Exercise input:

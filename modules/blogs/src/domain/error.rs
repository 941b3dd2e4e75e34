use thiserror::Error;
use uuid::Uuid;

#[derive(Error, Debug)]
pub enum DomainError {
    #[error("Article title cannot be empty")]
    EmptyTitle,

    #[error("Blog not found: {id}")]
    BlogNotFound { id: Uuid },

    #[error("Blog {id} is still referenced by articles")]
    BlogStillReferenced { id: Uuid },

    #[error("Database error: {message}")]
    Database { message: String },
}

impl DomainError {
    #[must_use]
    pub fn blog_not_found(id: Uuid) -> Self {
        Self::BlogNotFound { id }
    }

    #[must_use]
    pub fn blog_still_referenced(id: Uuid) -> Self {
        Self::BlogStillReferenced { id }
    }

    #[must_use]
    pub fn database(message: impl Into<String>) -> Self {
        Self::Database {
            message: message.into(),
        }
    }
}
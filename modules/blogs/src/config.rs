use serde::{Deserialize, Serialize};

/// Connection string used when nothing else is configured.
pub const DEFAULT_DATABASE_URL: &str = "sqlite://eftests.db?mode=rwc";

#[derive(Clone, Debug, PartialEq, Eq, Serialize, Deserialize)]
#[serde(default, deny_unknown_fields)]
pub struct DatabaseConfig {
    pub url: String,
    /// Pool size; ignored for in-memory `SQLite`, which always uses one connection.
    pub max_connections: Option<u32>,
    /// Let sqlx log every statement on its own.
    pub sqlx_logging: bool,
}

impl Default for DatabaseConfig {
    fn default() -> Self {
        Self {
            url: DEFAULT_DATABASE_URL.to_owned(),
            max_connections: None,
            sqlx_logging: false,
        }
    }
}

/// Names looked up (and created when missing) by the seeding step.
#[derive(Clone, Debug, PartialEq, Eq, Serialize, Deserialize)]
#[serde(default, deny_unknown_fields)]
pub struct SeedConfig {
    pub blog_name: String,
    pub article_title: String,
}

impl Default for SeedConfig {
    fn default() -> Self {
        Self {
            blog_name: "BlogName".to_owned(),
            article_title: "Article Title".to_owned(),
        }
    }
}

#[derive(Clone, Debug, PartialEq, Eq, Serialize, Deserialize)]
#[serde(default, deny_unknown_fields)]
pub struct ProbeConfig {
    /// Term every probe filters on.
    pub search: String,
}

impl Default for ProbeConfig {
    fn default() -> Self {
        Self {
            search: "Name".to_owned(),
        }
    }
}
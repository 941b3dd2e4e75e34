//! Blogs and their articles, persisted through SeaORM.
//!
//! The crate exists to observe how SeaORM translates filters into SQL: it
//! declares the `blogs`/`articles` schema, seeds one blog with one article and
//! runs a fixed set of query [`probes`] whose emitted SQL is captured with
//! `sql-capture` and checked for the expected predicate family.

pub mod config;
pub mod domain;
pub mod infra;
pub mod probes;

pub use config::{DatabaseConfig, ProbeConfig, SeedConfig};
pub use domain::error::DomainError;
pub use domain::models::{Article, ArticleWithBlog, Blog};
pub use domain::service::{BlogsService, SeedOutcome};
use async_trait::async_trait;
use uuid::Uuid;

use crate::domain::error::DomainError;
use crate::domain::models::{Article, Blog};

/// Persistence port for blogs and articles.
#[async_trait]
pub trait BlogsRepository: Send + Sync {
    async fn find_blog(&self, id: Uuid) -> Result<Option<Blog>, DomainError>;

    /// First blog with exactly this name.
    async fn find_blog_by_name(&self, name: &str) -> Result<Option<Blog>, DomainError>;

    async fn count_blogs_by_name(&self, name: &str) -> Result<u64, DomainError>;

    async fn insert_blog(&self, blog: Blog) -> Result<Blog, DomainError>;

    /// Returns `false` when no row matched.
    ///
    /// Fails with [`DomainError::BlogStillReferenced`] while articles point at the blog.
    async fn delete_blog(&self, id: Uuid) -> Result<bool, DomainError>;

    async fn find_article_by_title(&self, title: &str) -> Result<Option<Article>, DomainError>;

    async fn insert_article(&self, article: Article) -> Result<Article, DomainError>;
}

What to work on:
The complete set of entries above must be reproduced verbatim.

Result of the exercise:
filename modules/blogs/src/domain/error.rs
repository 941b3dd2e4e75e34
use thiserror::Error;
use uuid::Uuid;

#[derive(Error, Debug)]
pub enum DomainError {
    #[error("Article title cannot be empty")]
    EmptyTitle,

    #[error("Blog not found: {id}")]
    BlogNotFound { id: Uuid },

    #[error("Blog {id} is still referenced by articles")]
    BlogStillReferenced { id: Uuid },

    #[error("Database error: {message}")]
    Database { message: String },
}

impl DomainError {
    #[must_use]
    pub fn blog_not_found(id: Uuid) -> Self {
        Self::BlogNotFound { id }
    }

    #[must_use]
    pub fn blog_still_referenced(id: Uuid) -> Self {
        Self::BlogStillReferenced { id }
    }

    #[must_use]
    pub fn database(message: impl Into<String>) -> Self {
        Self::Database {
            message: message.into(),
        }
    }
}
filename modules/blogs/src/config.rs
use serde::{Deserialize, Serialize};

/// Connection string used when nothing else is configured.
pub const DEFAULT_DATABASE_URL: &str = "sqlite://eftests.db?mode=rwc";

#[derive(Clone, Debug, PartialEq, Eq, Serialize, Deserialize)]
#[serde(default, deny_unknown_fields)]
pub struct DatabaseConfig {
    pub url: String,
    /// Pool size; ignored for in-memory `SQLite`, which always uses one connection.
    pub max_connections: Option<u32>,
    /// Let sqlx log every statement on its own.
    pub sqlx_logging: bool,
}

impl Default for DatabaseConfig {
    fn default() -> Self {
        Self {
            url: DEFAULT_DATABASE_URL.to_owned(),
            max_connections: None,
            sqlx_logging: false,
        }
    }
}

/// Names looked up (and created when missing) by the seeding step.
#[derive(Clone, Debug, PartialEq, Eq, Serialize, Deserialize)]
#[serde(default, deny_unknown_fields)]
pub struct SeedConfig {
    pub blog_name: String,
    pub article_title: String,
}

impl Default for SeedConfig {
    fn default() -> Self {
        Self {
            blog_name: "BlogName".to_owned(),
            article_title: "Article Title".to_owned(),
        }
    }
}

#[derive(Clone, Debug, PartialEq, Eq, Serialize, Deserialize)]
#[serde(default, deny_unknown_fields)]
pub struct ProbeConfig {
    /// Term every probe filters on.
    pub search: String,
}

impl Default for ProbeConfig {
    fn default() -> Self {
        Self {
            search: "Name".to_owned(),
        }
    }
}
repository 941b3dd2e4e75e34
//! Blogs and their articles, persisted through SeaORM.
//!
//! The crate exists to observe how SeaORM translates filters into SQL: it
//! declares the `blogs`/`articles` schema, seeds one blog with one article and
//! runs a fixed set of query [`probes`] whose emitted SQL is captured with
//! `sql-capture` and checked for the expected predicate family.

pub mod config;
pub mod domain;
pub mod infra;
pub mod probes;

pub use config::{DatabaseConfig, ProbeConfig, SeedConfig};
pub use domain::error::DomainError;
pub use domain::models::{Article, ArticleWithBlog, Blog};
pub use domain::service::{BlogsService, SeedOutcome};
use async_trait::async_trait;
use uuid::Uuid;

use crate::domain::error::DomainError;
use crate::domain::models::{Article, Blog};

/// Persistence port for blogs and articles.
#[async_trait]
pub trait BlogsRepository: Send + Sync {
    async fn find_blog(&self, id: Uuid) -> Result<Option<Blog>, DomainError>;

    /// First blog with exactly this name.
    async fn find_blog_by_name(&self, name: &str) -> Result<Option<Blog>, DomainError>;

    async fn count_blogs_by_name(&self, name: &str) -> Result<u64, DomainError>;

    async fn insert_blog(&self, blog: Blog) -> Result<Blog, DomainError>;

    /// Returns `false` when no row matched.
    ///
    /// Fails with [`DomainError::BlogStillReferenced`] while articles point at the blog.
    async fn delete_blog(&self, id: Uuid) -> Result<bool, DomainError>;

    async fn find_article_by_title(&self, title: &str) -> Result<Option<Article>, DomainError>;

    async fn insert_article(&self, article: Article) -> Result<Article, DomainError>;
}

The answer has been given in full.